Problem to work on — All records are to be retyped faithfully and completely.

Data records —
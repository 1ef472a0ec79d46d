//! Output formatting for CLI commands
//!
//! Results go to stdout, either as text or as one JSON document. Warnings and
//! `--verbose` diagnostics go to stderr so JSON output stays parseable.

use serde::Serialize;

/// Output format
#[derive(Debug, Clone, Copy, PartialEq, Eq, Default, clap::ValueEnum)]
pub enum OutputFormat {
    #[default]
    Text,
    Json,
}

/// Output helper for consistent formatting
pub struct Output {
    format: OutputFormat,
    verbose: bool,
}

impl Output {
    pub fn new(format: OutputFormat, verbose: bool) -> Self {
        Self { format, verbose }
    }

    /// Prints a success message
    pub fn success(&self, message: &str) {
        match self.format {
            OutputFormat::Text => println!("{}", message),
            OutputFormat::Json => {
                println!(
                    "{}",
                    serde_json::json!({
                        "success": true,
                        "message": message
                    })
                );
            }
        }
    }

    /// Prints a warning to stderr
    pub fn warning(&self, message: &str) {
        match self.format {
            OutputFormat::Text => eprintln!("Warning: {}", message),
            OutputFormat::Json => {
                eprintln!("{}", serde_json::json!({ "warning": message }));
            }
        }
    }

    /// Prints structured data
    pub fn data<T: Serialize>(&self, data: &T) {
        let json = match self.format {
            OutputFormat::Text => serde_json::to_string_pretty(data),
            OutputFormat::Json => serde_json::to_string(data),
        };
        if let Ok(json) = json {
            println!("{}", json);
        }
    }

    /// Prints a `label: value` line (text only)
    pub fn field(&self, label: &str, value: impl std::fmt::Display) {
        if self.is_text() {
            println!("{:<16} {}", format!("{}:", label), value);
        }
    }

    /// Prints a blank line (text only)
    pub fn blank(&self) {
        if self.is_text() {
            println!();
        }
    }

    /// Returns true if using JSON format
    pub fn is_json(&self) -> bool {
        self.format == OutputFormat::Json
    }

    /// Returns true if using text format
    pub fn is_text(&self) -> bool {
        self.format == OutputFormat::Text
    }

    /// Prints a verbose debug message (only when --verbose is set)
    pub fn verbose(&self, message: &str) {
        if self.verbose {
            eprintln!("[verbose] {}", message);
        }
    }

    /// Prints a verbose debug message with context (only when --verbose is set)
    pub fn verbose_ctx(&self, context: &str, message: &str) {
        if self.verbose {
            eprintln!("[verbose:{}] {}", context, message);
        }
    }
}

Solved problem —
repository 1ef472a0ec79d46d
//! Output formatting for CLI commands
//!
//! Results go to stdout, either as text or as one JSON document. Warnings and
//! `--verbose` diagnostics go to stderr so JSON output stays parseable.

use serde::Serialize;

/// Output format
#[derive(Debug, Clone, Copy, PartialEq, Eq, Default, clap::ValueEnum)]
pub enum OutputFormat {
    #[default]
    Text,
    Json,
}

/// Output helper for consistent formatting
pub struct Output {
    format: OutputFormat,
    verbose: bool,
}

impl Output {
    pub fn new(format: OutputFormat, verbose: bool) -> Self {
        Self { format, verbose }
    }

    /// Prints a success message
    pub fn success(&self, message: &str) {
        match self.format {
            OutputFormat::Text => println!("{}", message),
            OutputFormat::Json => {
                println!(
                    "{}",
                    serde_json::json!({
                        "success": true,
                        "message": message
                    })
                );
            }
        }
    }

    /// Prints a warning to stderr
    pub fn warning(&self, message: &str) {
        match self.format {
            OutputFormat::Text => eprintln!("Warning: {}", message),
            OutputFormat::Json => {
                eprintln!("{}", serde_json::json!({ "warning": message }));
            }
        }
    }

    /// Prints structured data
    pub fn data<T: Serialize>(&self, data: &T) {
        let json = match self.format {
            OutputFormat::Text => serde_json::to_string_pretty(data),
            OutputFormat::Json => serde_json::to_string(data),
        };
        if let Ok(json) = json {
            println!("{}", json);
        }
    }

    /// Prints a `label: value` line (text only)
    pub fn field(&self, label: &str, value: impl std::fmt::Display) {
        if self.is_text() {
            println!("{:<16} {}", format!("{}:", label), value);
        }
    }

    /// Prints a blank line (text only)
    pub fn blank(&self) {
        if self.is_text() {
            println!();
        }
    }

    /// Returns true if using JSON format
    pub fn is_json(&self) -> bool {
        self.format == OutputFormat::Json
    }

    /// Returns true if using text format
    pub fn is_text(&self) -> bool {
        self.format == OutputFormat::Text
    }

    /// Prints a verbose debug message (only when --verbose is set)
    pub fn verbose(&self, message: &str) {
        if self.verbose {
            eprintln!("[verbose] {}", message);
        }
    }

    /// Prints a verbose debug message with context (only when --verbose is set)
    pub fn verbose_ctx(&self, context: &str, message: &str) {
        if self.verbose {
            eprintln!("[verbose:{}] {}", context, message);
        }
    }
}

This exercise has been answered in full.